L’America Latina attende tempi migliori

Ci si aspetta che migliorino le condizioni economiche, ma è la politica lo strumento per ottenerli

È chiaro che per l’America Latina si è concluso il ciclo che aveva generato prospettive di sviluppo, soprattutto nei settori sociali maggiormente vulnerabili. Nel passato ciò era accaduto in determinati Paesi, ma nel periodo 2003-2014 forse per la prima volta ciò è successo in modo esteso e prolunato. Sono stati anni in cui la regione ha smesso di essere una mera appendice del mondo occidentale, incaricata di produrre le materie prime necessarie al Primo Mondo. L’avvento nel mercato locale di Cina e India ha dato slancio al commercio secondo uno schema di mutuo vantaggio.

La lotta contro la povertà, e dunque una migliore qualità di vita, ha avuto come base sostanziale un trasferimento di risorse attraverso una vera ridistribuzione del reddito. Un fattore essenziale in una regione dove praticamente in tutti i Paesi, il 10% (ed anche meno) dei settori più abbienti ha in mano tra il 40 ed il 60% del Pil. Tale concentrazione di ricchezza è dovuta a un sistema tributario che non incide in modo progressivo in base al livello di entrate di ciascuno. La massima parte delle entrate pubbliche è generata dall’Iva, anche su generi di prima necessità.

L’evasione fiscale è elevata: 360 miliardi di dollari svaniscono ogni anno e la metà finisce nei paradisi fiscali. Dunque, ecco un primo mito da sfatare: non mancano le risorse, ma manca il senso civico, cioè non si pagano le tasse. Per i settori produttivi queste sono sempre elevate, ma in realtà quello che è elevato è il tasso di benefici annuale. La pretesa è di conservarlo intorno al 20%, ma in certi settori supera il 25% ed anche molto di più.

La fine del ciclo si deve dunque a un paio di fattori. Il primo è il freno alla fase di espansione registrato a partire dal 2012, quanto l’economia cinese ha cominciato a comprare meno. Il secondo sono gli errori commessi dai governi che non si sono dedicati a rendere sostenibile il sistema di distribuzione del reddito, ad esempio riformando in modo più efficiente il sistema tributario e dando vita a patti sociali di ampio respiro: guadagnare meno (gli industriali), ma durante periodi più lunghi di maggiore stabilità, spendere meglio (lo Stato), crescere tutti. Quando l’erario pubblico ha esaurito la sua capacità di far fronte alle politiche sociali, i settori più abbienti si sono rifiutati di mettere mano al portafogli, alimentando (grazie al controllo dei media) la crisi che ha imposto una giravolta politica in tutta la regione.

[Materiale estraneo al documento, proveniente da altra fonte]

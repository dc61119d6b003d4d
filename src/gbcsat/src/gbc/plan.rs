/*****************************************************************************************[gbc/plan.rs]
Copyright (c) 2026, gbcsat contributors

Permission is hereby granted, free of charge, to any person obtaining a copy of this software and
associated documentation files (the "Software"), to deal in the Software without restriction,
including without limitation the rights to use, copy, modify, merge, publish, distribute,
sublicense, and/or sell copies of the Software, and to permit persons to whom the Software is
furnished to do so, subject to the following conditions:

The above copyright notice and this permission notice shall be included in all copies or
substantial portions of the Software.

THE SOFTWARE IS PROVIDED "AS IS", WITHOUT WARRANTY OF ANY KIND, EXPRESS OR IMPLIED, INCLUDING BUT
NOT LIMITED TO THE WARRANTIES OF MERCHANTABILITY, FITNESS FOR A PARTICULAR PURPOSE AND
NONINFRINGEMENT. IN NO EVENT SHALL THE AUTHORS OR COPYRIGHT HOLDERS BE LIABLE FOR ANY CLAIM,
DAMAGES OR OTHER LIABILITY, WHETHER IN AN ACTION OF CONTRACT, TORT OR OTHERWISE, ARISING FROM, OUT
OF OR IN CONNECTION WITH THE SOFTWARE OR THE USE OR OTHER DEALINGS IN THE SOFTWARE.
**************************************************************************************************/

use {
    crate::{
        clause::Lit,
        dimacs::{next_byte, parse_int, skip_whitespace},
    },
    std::io::{self, BufRead},
};

/// A set of literals to assume together, and the assumption order known
/// to work for the clause it leads to.
#[derive(Debug, Clone, PartialEq, Eq)]
pub struct ProbeGroup {
    pub assumptions: Vec<Lit>,
    pub known_good: Vec<Lit>,
}

/// Probe groups, run in order by [`ProbeOrder::Plan`](super::ProbeOrder::Plan).
#[derive(Debug, Clone, Default)]
pub struct ProbePlan {
    groups: Vec<ProbeGroup>,
}

impl ProbePlan {
    pub fn new() -> Self {
        Self::default()
    }

    pub fn push(&mut self, group: ProbeGroup) {
        self.groups.push(group)
    }

    pub fn groups(&self) -> &[ProbeGroup] {
        &self.groups
    }

    pub fn len(&self) -> usize {
        self.groups.len()
    }

    pub fn is_empty(&self) -> bool {
        self.groups.is_empty()
    }

    /// Largest variable index used, plus one.
    pub(crate) fn num_vars(&self) -> u32 {
        self.groups
            .iter()
            .flat_map(|g| g.assumptions.iter().chain(g.known_good.iter()))
            .map(|l| l.var().idx() + 1)
            .max()
            .unwrap_or(0)
    }

    /// Parse a plan: one group per line, as two zero-terminated lists of
    /// DIMACS literals, `assumptions... 0 known-good... 0`.
    /// Blank lines and lines starting with `c` are ignored.
    ///
    /// ```
    /// use gbcsat::{Lit, ProbePlan};
    /// let text = "c chessboard\n64 73 0 -65 -74 0\n\n73 0 0\n";
    /// let plan = ProbePlan::parse(&mut text.as_bytes()).unwrap();
    /// assert_eq!(plan.len(), 2);
    /// assert_eq!(plan.groups()[0].known_good[1], Lit::from_dimacs(-74));
    /// assert!(plan.groups()[1].known_good.is_empty());
    /// ```
    pub fn parse<R: BufRead>(input: &mut R) -> io::Result<Self> {
        let mut plan = ProbePlan::new();
        let mut line = String::new();
        let mut line_no = 0;
        loop {
            line.clear();
            if input.read_line(&mut line)? == 0 {
                break;
            }
            line_no += 1;
            let trimmed = line.trim();
            if trimmed.is_empty() || trimmed.starts_with('c') {
                continue;
            }
            let group = parse_group(trimmed).map_err(|e| {
                io::Error::new(
                    io::ErrorKind::InvalidInput,
                    format!("PARSE ERROR! probe plan, line {}: {}", line_no, e),
                )
            })?;
            plan.push(group);
        }
        Ok(plan)
    }
}

fn parse_group(line: &str) -> io::Result<ProbeGroup> {
    let mut input = line.as_bytes();
    let mut lists: Vec<Vec<Lit>> = vec![vec![]];
    loop {
        skip_whitespace(&mut input)?;
        if next_byte(&mut input)?.is_none() {
            break;
        }
        match parse_int(&mut input)? {
            0 => lists.push(vec![]),
            i => match lists.last_mut() {
                Some(list) => list.push(Lit::from_dimacs(i)),
                None => unreachable!(),
            },
        }
    }
    // a well-formed line ends with its second 0, leaving an empty third list
    if lists.len() != 3 || lists[2].len() != 0 {
        return Err(io::Error::new(
            io::ErrorKind::InvalidInput,
            "expected `assumptions... 0 known-good... 0`",
        ));
    }
    lists.pop();
    let known_good = lists.pop().unwrap_or_default();
    let assumptions = lists.pop().unwrap_or_default();
    Ok(ProbeGroup {
        assumptions,
        known_good,
    })
}

#[cfg(test)]
mod test {
    use {super::*, crate::gbc::test_util::*};

    #[test]
    fn test_parse() {
        let text = "c a plan\n  10 11 0 10 11 0\n-3 0 -3 0\n";
        let plan = ProbePlan::parse(&mut text.as_bytes()).unwrap();
        assert_eq!(
            plan.groups(),
            &[
                ProbeGroup {
                    assumptions: lits(&[10, 11]),
                    known_good: lits(&[10, 11]),
                },
                ProbeGroup {
                    assumptions: lits(&[-3]),
                    known_good: lits(&[-3]),
                },
            ]
        );
        assert_eq!(plan.num_vars(), 11);
    }

    #[test]
    fn test_parse_errors() {
        for bad in &["1 2 0\n", "1 0 2\n", "1 0 2 0 3 0\n", "1 x 0 0\n"] {
            let e = ProbePlan::parse(&mut bad.as_bytes()).unwrap_err();
            assert_eq!(e.kind(), io::ErrorKind::InvalidInput);
            assert!(e.to_string().contains("line 1"), "{}", e);
        }
    }
}
/*****************************************************************************************[lib.rs]
Copyright (c) 2018-2018, Masaki Hara

Permission is hereby granted, free of charge, to any person obtaining a copy of this software and
associated documentation files (the "Software"), to deal in the Software without restriction,
including without limitation the rights to use, copy, modify, merge, publish, distribute,
sublicense, and/or sell copies of the Software, and to permit persons to whom the Software is
furnished to do so, subject to the following conditions:

The above copyright notice and this permission notice shall be included in all copies or
substantial portions of the Software.

THE SOFTWARE IS PROVIDED "AS IS", WITHOUT WARRANTY OF ANY KIND, EXPRESS OR IMPLIED, INCLUDING BUT
NOT LIMITED TO THE WARRANTIES OF MERCHANTABILITY, FITNESS FOR A PARTICULAR PURPOSE AND
NONINFRINGEMENT. IN NO EVENT SHALL THE AUTHORS OR COPYRIGHT HOLDERS BE LIABLE FOR ANY CLAIM,
DAMAGES OR OTHER LIABILITY, WHETHER IN AN ACTION OF CONTRACT, TORT OR OTHERWISE, ARISING FROM, OUT
OF OR IN CONNECTION WITH THE SOFTWARE OR THE USE OR OTHER DEALINGS IN THE SOFTWARE.
**************************************************************************************************/

//! A MiniSat-style CDCL solver with a globally blocked clause (GBC)
//! discovery pass.
//!
//! The `gbc` module probes the formula under small partial assignments,
//! extracts clauses that can be added without changing satisfiability,
//! and installs them into the solver and/or records them to text streams.

//======== LOG ============

// stubs when logging is not enabled
#[cfg(not(feature = "logging"))]
#[macro_use]
pub(crate) mod log {
    macro_rules! trace {
        ($( $x:expr ),*) => {};
    }
    macro_rules! debug {
        ($( $x:expr ),*) => {};
    }
    macro_rules! info {
        ($( $x:expr ),*) => {};
    }
    macro_rules! warn {
        ($( $x:expr ),*) => {};
    }
}

#[cfg(feature = "logging")]
#[macro_use]
pub extern crate log;

//======== PUBLIC INTERFACE ============

pub mod callbacks;
pub mod clause;
pub mod core;
pub mod dimacs;
pub mod gbc;
pub mod interface;
pub mod intmap;
pub mod proof;
pub(crate) mod utils;

pub use crate::{
    callbacks::{Basic as BasicCallbacks, Callbacks, ProgressStatus},
    clause::{display::Print, lbool, Kind as ClauseKind, LMap, Lit, VMap, Var},
    core::{Solver, SolverOpts},
    gbc::{Discovery, GbcHost, GbcOpts, GbcStats, ProbePlan, Recorder},
    interface::SolverInterface,
    proof::Proof,
};

/// Basic solver, with basic callbacks
pub type BasicSolver = Solver<BasicCallbacks>;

Ovviamente, il quadro è più complesso. Gli scandali che in Argentina, Brasile, Perù ed Ecuador hanno spazzato via leader e intere “cupole” politiche dicono anche che malgoverno e corruzione sono mali endemici dell’America Latina. Il che significa istituzioni poco credibili, nei cui confronti la sfiducia generale è grande. Uno studio del Banco interamericano per lo sviluppo, indica che si spendono male e senza effetti 220 miliardi di dollari l’anno. Invece di migliori servizi, si preferisce il sussidio diretto, perché non si sa come verrebbero spesi altrimenti i fondi pubblici.

E si commercia ancora poco tra i Paesi della regione: il commercio tra i Paesi della Unione europea, per fare un paragone, rappresenta il 74% dell’economia della Ue, mentre da questo lato dell’Atlantico si stenta a superare il 25%. Non solo, ma siamo carenti delle infrastrutture necessarie: strade, autostrade, ferrovie, passi montani, ponti, porti che colleghino le sponde oceaniche ed i vari Paesi. Mentre la Ue ha organismi che in modo autonomo portano avanti i progetti di sviluppo delle infrastrutture, i vari blocchi d’ integrazione latinoamericani, quando funzionano, hanno bisogno dei summit dei capi di Stato e di governo, perché non si delegano le decisioni a un livello più esecutivo, ne esistono fondi comuni di sviluppo.

Non ci si sorprenda, allora, se nella regione si registra una ripresa del numero dei poveri. Ma la vera povertà è politica. Il continente della socialità oggi è carente di un progetto comune sostenibile, del quale nel periodo menzionato – pur con errori e ideologismi –, qualcosa era apparso all’orizzonte.

Sarà difficile che ciò avvenga se continueremo ad aspettarci tempi migliori dall’economia e non dalla politica, che è lo strumento capace di trasformare in migliori anche i tempi peggiori.